• Exercise aim: Without any alteration, retype the records that appear below.
*** Record excerpts
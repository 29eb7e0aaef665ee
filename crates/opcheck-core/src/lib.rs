//! opcheck core
//!
//! Foundational pieces shared by every opcheck crate: a Candle-backed
//! [`Tensor`] with a logical [`DataType`], the [`ModelGraph`] container used
//! for both framework-native and IR models, and tensor operations with the
//! framework's semantics (padding, matrix products, reshapes, softmax).
//!
//! ## Example
//!
//! ```rust
//! use opcheck_core::{DataType, PadMode, PadOps, Tensor};
//!
//! let x = Tensor::zeros(vec![2, 3], DataType::F32)?;
//! let padded = x.pad(&[1, 0], PadMode::Constant, 0.0)?;
//! assert_eq!(padded.shape(), vec![2, 4]);
//! # Ok::<(), Box<dyn std::error::Error>>(())
//! ```

#![warn(missing_docs)]
#![warn(clippy::all)]

pub mod error;
pub mod graph;
pub mod logging;
pub mod ops;
pub mod tensor;
pub mod types;

pub use error::{CoreError, Result};
pub use graph::GraphBuilder;
pub use ops::{ArithmeticOps, MatrixOps, PadMode, PadOps, ReductionOps, ShapeOps};
pub use tensor::Tensor;
pub use types::{
    DataType, GraphEdge, GraphNode, ModelGraph, NodeAttribute, NodeId, TensorData, TensorSpec,
};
******
• Solved problem:
repository 29eb7e0aaef665ee
filename crates/opcheck-core/src/lib.rs
//! opcheck core
//!
//! Foundational pieces shared by every opcheck crate: a Candle-backed
//! [`Tensor`] with a logical [`DataType`], the [`ModelGraph`] container used
//! for both framework-native and IR models, and tensor operations with the
//! framework's semantics (padding, matrix products, reshapes, softmax).
//!
//! ## Example
//!
//! ```rust
//! use opcheck_core::{DataType, PadMode, PadOps, Tensor};
//!
//! let x = Tensor::zeros(vec![2, 3], DataType::F32)?;
//! let padded = x.pad(&[1, 0], PadMode::Constant, 0.0)?;
//! assert_eq!(padded.shape(), vec![2, 4]);
//! # Ok::<(), Box<dyn std::error::Error>>(())
//! ```

#![warn(missing_docs)]
#![warn(clippy::all)]

pub mod error;
pub mod graph;
pub mod logging;
pub mod ops;
pub mod tensor;
pub mod types;

pub use error::{CoreError, Result};
pub use graph::GraphBuilder;
pub use ops::{ArithmeticOps, MatrixOps, PadMode, PadOps, ReductionOps, ShapeOps};
pub use tensor::Tensor;
pub use types::{
    DataType, GraphEdge, GraphNode, ModelGraph, NodeAttribute, NodeId, TensorData, TensorSpec,
};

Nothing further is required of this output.